Remounting, Calumet rode to the bend in the trail. He carried Taggart's rifle. About a mile out on the plain that stretched away toward the Arrow he saw the two men. They seemed to be walking rapidly.

Calumet returned to the ranchhouse, got a pick and shovel, and went back to the timber clump. An hour later he was again at the corral.

He led the Taggart horses out, took them to the bend in the trail, and turned them loose, for he antic.i.p.ated that the Taggarts would make a complaint to the sheriff about them, and if they were found in the Lazy Y corral trouble would be sure to result.

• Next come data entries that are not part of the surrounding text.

use std::sync::Arc;

use practice_core::catalog::{Catalog, Category, Skill};
use practice_core::checker::AnswerChecker;
use practice_core::curricula;
use practice_core::model::{
    Answer, CategoryId, EngineSettings, Generated, ProfileId, ProgressBook, Question,
    SessionPhase,
};
use practice_core::time::fixed_now;
use rand::SeedableRng;
use rand::rngs::StdRng;
use services::{Clock, PracticeLoopService, QuestionSlot, SubmitOutcome, TickOutcome};
use storage::repository::Storage;

fn twelve(_: &mut dyn rand::RngCore) -> Generated {
    Generated::Ready(Question::new("What is 3 x 4?", Answer::number(12.0)))
}

fn number_only_catalog() -> Arc<Catalog> {
    let number = Category::new(
        CategoryId::new("number").unwrap(),
        "Number",
        vec![Skill::new("Times Tables", twelve, AnswerChecker::ExactNumeric)],
    );
    Arc::new(Catalog::new(vec![number]).unwrap())
}

fn service(storage: &Storage) -> PracticeLoopService {
    PracticeLoopService::new(
        number_only_catalog(),
        NAMESPACE,
        EngineSettings::default(),
        storage,
    )
    .with_clock(Clock::fixed(fixed_now()))
}

const NAMESPACE: &str = "numbers";

fn grade_service(storage: &Storage, grade: curricula::Grade) -> PracticeLoopService {
    PracticeLoopService::new(
        Arc::new(grade.catalog().unwrap()),
        grade.as_str(),
        EngineSettings::default(),
        storage,
    )
    .with_clock(Clock::fixed(fixed_now()))
}

#[tokio::test]
async fn timer_expiry_persists_progress_and_session_count() {
    let storage = Storage::in_memory();
    let svc = service(&storage);
    let profile = ProfileId::new("hudson").unwrap();
    let number = CategoryId::new("number").unwrap();

    let mut session = svc
        .open_profile(&profile)
        .await
        .with_rng(StdRng::seed_from_u64(7));
    assert_eq!(session.learner(), "Hudson");
    session.start().unwrap();
    assert_eq!(session.time_remaining_secs(), 1800);

    let SubmitOutcome::Graded(feedback) = session.submit_answer("12") else {
        panic!("answer should be graded");
    };
    assert!(feedback.is_correct);
    assert_eq!(session.questions_completed(), 1);
    let record = session.progress().get(&number).unwrap();
    assert_eq!((record.attempted(), record.correct()), (1, 1));

    let mut ended = None;
    for _ in 0..1800 {
        if let TickOutcome::Expired(payload) = session.tick().unwrap() {
            ended = Some(payload);
        }
    }
    let ended = ended.expect("timer reaches zero");
    assert_eq!(session.phase(), SessionPhase::Ended);
    assert_eq!(session.time_remaining_secs(), 0);

    svc.finish_session(&profile, &ended).await.unwrap();

    let repo = storage.progress(NAMESPACE);
    assert_eq!(repo.load_previous_count(&profile).await, 1);
    let stored = repo.load_progress(&profile).await;
    let record = stored.get(&number).unwrap();
    assert_eq!((record.attempted(), record.correct()), (1, 1));

    let reopened = svc.open_profile(&profile).await;
    assert_eq!(reopened.previous_session_count(), 1);
}

#[tokio::test]
async fn skipping_with_an_empty_answer_changes_nothing() {
    let storage = Storage::in_memory();
    let svc = service(&storage);
    let profile = ProfileId::new("baxter").unwrap();

    let mut session = svc.open_profile(&profile).await;
    session.start().unwrap();

    assert!(matches!(session.submit_answer(""), SubmitOutcome::Ignored(_)));
    assert_eq!(session.questions_completed(), 0);
    assert!(session.progress().is_empty());
    assert!(matches!(session.slot(), Some(QuestionSlot::Presented(_))));

    let ended = session.end_early().unwrap().expect("active session");
    svc.finish_session(&profile, &ended).await.unwrap();
    assert!(svc.progress_report(&profile).await.is_empty());
    assert_eq!(storage.progress(NAMESPACE).load_previous_count(&profile).await, 0);
}

#[tokio::test]
async fn report_and_reset_follow_stored_progress() {
    let storage = Storage::in_memory();
    let svc = service(&storage);
    let profile = ProfileId::new("hudson").unwrap();

    let mut session = svc.open_profile(&profile).await;
    session.start().unwrap();
    session.submit_answer("12");
    session.request_next();
    session.submit_answer("13");
    let ended = session.end_early().unwrap().expect("active session");
    svc.finish_session(&profile, &ended).await.unwrap();

    let report = svc.progress_report(&profile).await;
    let rows = report.rows();
    assert_eq!(rows.len(), 1);
    assert_eq!(rows[0].display_name, "Number");
    assert_eq!(rows[0].score_label(), "1/2");
    assert_eq!(rows[0].mastery_label(), "50.0%");
    assert_eq!(report.chart().labels, ["Number"]);

    svc.reset_profile(&profile).await.unwrap();
    assert!(svc.progress_report(&profile).await.is_empty());
    assert_eq!(storage.progress(NAMESPACE).load_previous_count(&profile).await, 0);
}

#[tokio::test]
async fn grades_sharing_a_store_keep_separate_progress() {
    let storage = Storage::in_memory();
    let year6 = grade_service(&storage, curricula::Grade::Year6);
    let year9 = grade_service(&storage, curricula::Grade::Year9);
    let profile = ProfileId::new("hudson").unwrap();

    let mut session = year6
        .open_profile(&profile)
        .await
        .with_rng(StdRng::seed_from_u64(11));
    session.start().unwrap();
    for _ in 0..12 {
        session.submit_answer("0");
        session.request_next();
    }
    assert!(session.questions_completed() > 0);
    let ended = session.end_early().unwrap().expect("active session");
    year6.finish_session(&profile, &ended).await.unwrap();

    let reopened = year9.open_profile(&profile).await;
    assert!(reopened.progress().is_empty());
    assert_eq!(reopened.previous_session_count(), 0);
    assert_eq!(reopened.progress().attempted(&CategoryId::new("number").unwrap()), 0);
    assert!(year9.progress_report(&profile).await.is_empty());

    let back = year6.open_profile(&profile).await;
    assert_eq!(back.progress(), ended.progress());
    assert_eq!(back.previous_session_count(), ended.summary().questions_completed());
}

#[tokio::test]
async fn stored_categories_outside_the_catalog_are_ignored() {
    let storage = Storage::in_memory();
    let profile = ProfileId::new("baxter").unwrap();
    let mut book = ProgressBook::new();
    book.record_attempt(&CategoryId::new("number").unwrap(), "Number", true);
    book.record_attempt(&CategoryId::new("fractions_decimals").unwrap(), "Fractions", false);
    storage
        .progress(NAMESPACE)
        .save_progress(&profile, &book)
        .await
        .unwrap();

    let svc = service(&storage);
    let session = svc.open_profile(&profile).await;
    assert_eq!(session.progress().len(), 1);
    assert_eq!(session.progress().attempted(&CategoryId::new("number").unwrap()), 1);
    let report = svc.progress_report(&profile).await;
    assert_eq!(report.chart().labels, ["Number"]);
}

He watched them until they were well on their way toward the Arrow, and then he returned to the ranchhouse and went to bed. No one had heard him, he told himself with a grin as he stretched out on the bed beside Dade to sleep the hour that would elapse before daylight.

CHAPTER XX

BETTY TALKS FRANKLY

Betty, however, had not been asleep. After seeking her room she had heard the rapid beat of hoofs, and, looking out of her window, she had seen Calumet when he had raced from the ranchhouse in search of Taggart. Still watching at the window, she had seen him returning; saw him disappear into the timber clump.

Some time later she had observed the Taggarts emerge and run as though their lives depended on haste. She watched Calumet as he rode by her window to take the two horses to the corral, stared at him with fascinated eyes, holding her breath with horror as he walked from the ranchhouse to the timber clump with the pick and shovel on his shoulder; stood at the window with a great fear gripping her until he came back, still carrying the pick and shovel; watched him as he released the Taggart horses, drove them to the bend in the trail, and returned to the house. His movements had been stealthy, but she heard him when he came into the house and mounted the stairs. Then she heard him no more.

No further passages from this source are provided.